▶ [Assignment]
With spelling and spacing unchanged, write out each line of the material.

▶ [Data to use]
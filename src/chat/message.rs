/// Role of a participant in a chat conversation.
#[derive(Debug, Clone, Copy, PartialEq, Eq)]
pub enum ChatRole {
    /// Instructions that frame the whole conversation
    System,
    /// The user/human participant in the conversation
    User,
}

impl ChatRole {
    /// Wire name used by OpenAI-compatible chat endpoints.
    pub fn as_str(&self) -> &'static str {
        match self {
            ChatRole::System => "system",
            ChatRole::User => "user",
        }
    }
}

/// A single message in a chat conversation.
#[derive(Debug, Clone, PartialEq, Eq)]
pub struct ChatMessage {
    /// The role of who sent this message (system or user)
    pub role: ChatRole,
    /// The text content of the message
    pub content: String,
}

impl ChatMessage {
    /// Create a new builder for a user message
    pub fn user() -> ChatMessageBuilder {
        ChatMessageBuilder::new(ChatRole::User)
    }

    /// Create a new builder for a system message
    pub fn system() -> ChatMessageBuilder {
        ChatMessageBuilder::new(ChatRole::System)
    }
}

/// Builder for ChatMessage
#[derive(Debug)]
pub struct ChatMessageBuilder {
    role: ChatRole,
    content: String,
}

impl ChatMessageBuilder {
    /// Create a new ChatMessageBuilder with specified role
    pub fn new(role: ChatRole) -> Self {
        Self {
            role,
            content: String::new(),
        }
    }

    /// Set the message content
    pub fn content(mut self, content: impl Into<String>) -> Self {
        self.content = content.into();
        self
    }

    /// Build the ChatMessage
    pub fn build(self) -> ChatMessage {
        ChatMessage {
            role: self.role,
            content: self.content,
        }
    }
}
use std::path::Path;

use flexi_logger::{Cleanup, Criterion, Duplicate, FileSpec, Logger, LoggerHandle, Naming};

const ROTATE_SIZE: u64 = 10 * 1024 * 1024;
const ROTATE_KEEP: usize = 5;

/// Logs to stderr and a rotating file in `logs_dir`. `RUST_LOG` takes
/// precedence over the level picked from `verbose`.
pub fn init_logging(verbose: bool, logs_dir: &Path) -> anyhow::Result<LoggerHandle> {
    let level = if verbose { "debug" } else { "info" };
    let handle = Logger::try_with_env_or_str(level)?
        .log_to_file(
            FileSpec::default()
                .directory(logs_dir)
                .basename("content-eval"),
        )
        .duplicate_to_stderr(Duplicate::All)
        .rotate(
            Criterion::Size(ROTATE_SIZE),
            Naming::Numbers,
            Cleanup::KeepLogFiles(ROTATE_KEEP),
        )
        .start()?;
    Ok(handle)
}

▶ [The answer]
filename src/chat/message.rs
/// Role of a participant in a chat conversation.
#[derive(Debug, Clone, Copy, PartialEq, Eq)]
pub enum ChatRole {
    /// Instructions that frame the whole conversation
    System,
    /// The user/human participant in the conversation
    User,
}

impl ChatRole {
    /// Wire name used by OpenAI-compatible chat endpoints.
    pub fn as_str(&self) -> &'static str {
        match self {
            ChatRole::System => "system",
            ChatRole::User => "user",
        }
    }
}

/// A single message in a chat conversation.
#[derive(Debug, Clone, PartialEq, Eq)]
pub struct ChatMessage {
    /// The role of who sent this message (system or user)
    pub role: ChatRole,
    /// The text content of the message
    pub content: String,
}

impl ChatMessage {
    /// Create a new builder for a user message
    pub fn user() -> ChatMessageBuilder {
        ChatMessageBuilder::new(ChatRole::User)
    }

    /// Create a new builder for a system message
    pub fn system() -> ChatMessageBuilder {
        ChatMessageBuilder::new(ChatRole::System)
    }
}

/// Builder for ChatMessage
#[derive(Debug)]
pub struct ChatMessageBuilder {
    role: ChatRole,
    content: String,
}

impl ChatMessageBuilder {
    /// Create a new ChatMessageBuilder with specified role
    pub fn new(role: ChatRole) -> Self {
        Self {
            role,
            content: String::new(),
        }
    }

    /// Set the message content
    pub fn content(mut self, content: impl Into<String>) -> Self {
        self.content = content.into();
        self
    }

    /// Build the ChatMessage
    pub fn build(self) -> ChatMessage {
        ChatMessage {
            role: self.role,
            content: self.content,
        }
    }
}
use std::path::Path;

use flexi_logger::{Cleanup, Criterion, Duplicate, FileSpec, Logger, LoggerHandle, Naming};

const ROTATE_SIZE: u64 = 10 * 1024 * 1024;
const ROTATE_KEEP: usize = 5;

/// Logs to stderr and a rotating file in `logs_dir`. `RUST_LOG` takes
/// precedence over the level picked from `verbose`.
pub fn init_logging(verbose: bool, logs_dir: &Path) -> anyhow::Result<LoggerHandle> {
    let level = if verbose { "debug" } else { "info" };
    let handle = Logger::try_with_env_or_str(level)?
        .log_to_file(
            FileSpec::default()
                .directory(logs_dir)
                .basename("content-eval"),
        )
        .duplicate_to_stderr(Duplicate::All)
        .rotate(
            Criterion::Size(ROTATE_SIZE),
            Naming::Numbers,
            Cleanup::KeepLogFiles(ROTATE_KEEP),
        )
        .start()?;
    Ok(handle)
}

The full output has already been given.